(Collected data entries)
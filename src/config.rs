use config::{Config, ConfigError, Environment, File};
use serde::Deserialize;
use std::env;
use std::path::Path;
use thiserror::Error;
use tracing::{error, info};
use validator::Validate;

/// Default values for configuration
const DEFAULT_LOG_LEVEL: &str = "info";
const DEFAULT_ENV: &str = "development";
const DEFAULT_PORT: u16 = 8080;
const CONFIG_DIR: &str = "config";

/// Application configuration structure with validation
#[derive(Clone, Debug, Deserialize, Validate)]
pub struct AppConfig {
    /// Database connection URL
    pub database_url: String,

    /// Server host address
    pub host: String,

    /// Server port
    #[serde(default = "default_port")]
    pub port: u16,

    /// Deployment environment name
    #[serde(default = "default_environment")]
    pub environment: String,

    /// Log level (trace, debug, info, warn, error)
    #[serde(default = "default_log_level")]
    pub log_level: String,

    /// Emit logs as JSON
    #[serde(default)]
    pub log_json: bool,

    /// Run embedded migrations on startup
    #[serde(default = "default_true_bool")]
    pub auto_migrate: bool,

    /// Database pool tuning
    #[serde(default = "default_db_max_connections")]
    pub db_max_connections: u32,
    #[serde(default = "default_db_min_connections")]
    pub db_min_connections: u32,
    #[serde(default = "default_db_connect_timeout_secs")]
    pub db_connect_timeout_secs: u64,
    #[serde(default = "default_db_idle_timeout_secs")]
    pub db_idle_timeout_secs: u64,
    #[serde(default = "default_db_acquire_timeout_secs")]
    pub db_acquire_timeout_secs: u64,

    /// Capacity of the domain event channel
    #[serde(default = "default_event_channel_capacity")]
    pub event_channel_capacity: usize,

    /// Interval between stale-transaction sweeps, in seconds
    #[serde(default = "default_sweep_interval_secs")]
    pub sweep_interval_secs: u64,

    /// Age in minutes after which a pending transaction is reported stale
    #[serde(default = "default_stale_transaction_age_mins")]
    pub stale_transaction_age_mins: i64,
}

impl AppConfig {
    pub fn log_level(&self) -> &str {
        &self.log_level
    }

    pub fn is_production(&self) -> bool {
        self.environment == "production"
    }
}

#[derive(Debug, Error)]
pub enum AppConfigError {
    #[error("Failed to load configuration: {0}")]
    Load(#[from] ConfigError),
    #[error("Configuration validation failed: {0}")]
    Validation(#[from] validator::ValidationErrors),
}

/// Loads configuration from defaults, optional `config/` files, and
/// `APP__`-prefixed environment variables (in increasing precedence).
pub fn load_config() -> Result<AppConfig, AppConfigError> {
    let run_env = env::var("RUN_ENV")
        .or_else(|_| env::var("APP_ENV"))
        .unwrap_or_else(|_| DEFAULT_ENV.to_string());
    info!("Loading configuration for environment: {}", run_env);

    if !Path::new(CONFIG_DIR).exists() {
        info!(
            "Config directory '{}' not found; relying on built-in defaults and environment variables",
            CONFIG_DIR
        );
    }

    let config = Config::builder()
        .set_default("database_url", "sqlite://stockflow.db?mode=rwc")?
        .set_default("host", "0.0.0.0")?
        .set_default("port", DEFAULT_PORT)?
        .set_default("environment", DEFAULT_ENV)?
        .set_default("log_level", DEFAULT_LOG_LEVEL)?
        .set_default("log_json", false)?
        .add_source(File::with_name(&format!("{}/default", CONFIG_DIR)).required(false))
        .add_source(File::with_name(&format!("{}/{}", CONFIG_DIR, run_env)).required(false))
        .add_source(Environment::with_prefix("APP").separator("__"))
        .build()?;

    let app_config: AppConfig = config.try_deserialize()?;

    app_config.validate().map_err(|e| {
        error!("Configuration validation failed: {:?}", e);
        AppConfigError::Validation(e)
    })?;

    info!("Configuration loaded successfully");
    Ok(app_config)
}

/// Initializes the global tracing subscriber. `RUST_LOG` overrides the
/// configured level when set.
pub fn init_tracing(level: &str, json: bool) {
    use tracing_subscriber::{fmt, EnvFilter};

    let default_directive = format!("stockflow_api={},tower_http=info", level);
    let filter_directive = env::var("RUST_LOG")
        .ok()
        .filter(|s| !s.trim().is_empty())
        .unwrap_or(default_directive);

    if json {
        let _ = fmt()
            .with_env_filter(EnvFilter::new(filter_directive))
            .json()
            .try_init();
    } else {
        let _ = fmt()
            .with_env_filter(EnvFilter::new(filter_directive))
            .try_init();
    }
}

fn default_log_level() -> String {
    DEFAULT_LOG_LEVEL.to_string()
}

fn default_environment() -> String {
    DEFAULT_ENV.to_string()
}

fn default_port() -> u16 {
    DEFAULT_PORT
}

fn default_true_bool() -> bool {
    true
}

fn default_db_max_connections() -> u32 {
    10
}

fn default_db_min_connections() -> u32 {
    1
}

fn default_db_connect_timeout_secs() -> u64 {
    30
}

fn default_db_idle_timeout_secs() -> u64 {
    600
}

fn default_db_acquire_timeout_secs() -> u64 {
    8
}

fn default_event_channel_capacity() -> usize {
    1024
}

fn default_sweep_interval_secs() -> u64 {
    300
}

fn default_stale_transaction_age_mins() -> i64 {
    60
}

▶ **Problem**
Lines from the first one above through the line containing "const DEFAULT_LOG_LEVEL: &str" are to be retyped exactly, both included, and nothing more.

▶ **Answer to the problem**
filename src/config.rs
use config::{Config, ConfigError, Environment, File};
use serde::Deserialize;
use std::env;
use std::path::Path;
use thiserror::Error;
use tracing::{error, info};
use validator::Validate;

/// Default values for configuration
const DEFAULT_LOG_LEVEL: &str = "info";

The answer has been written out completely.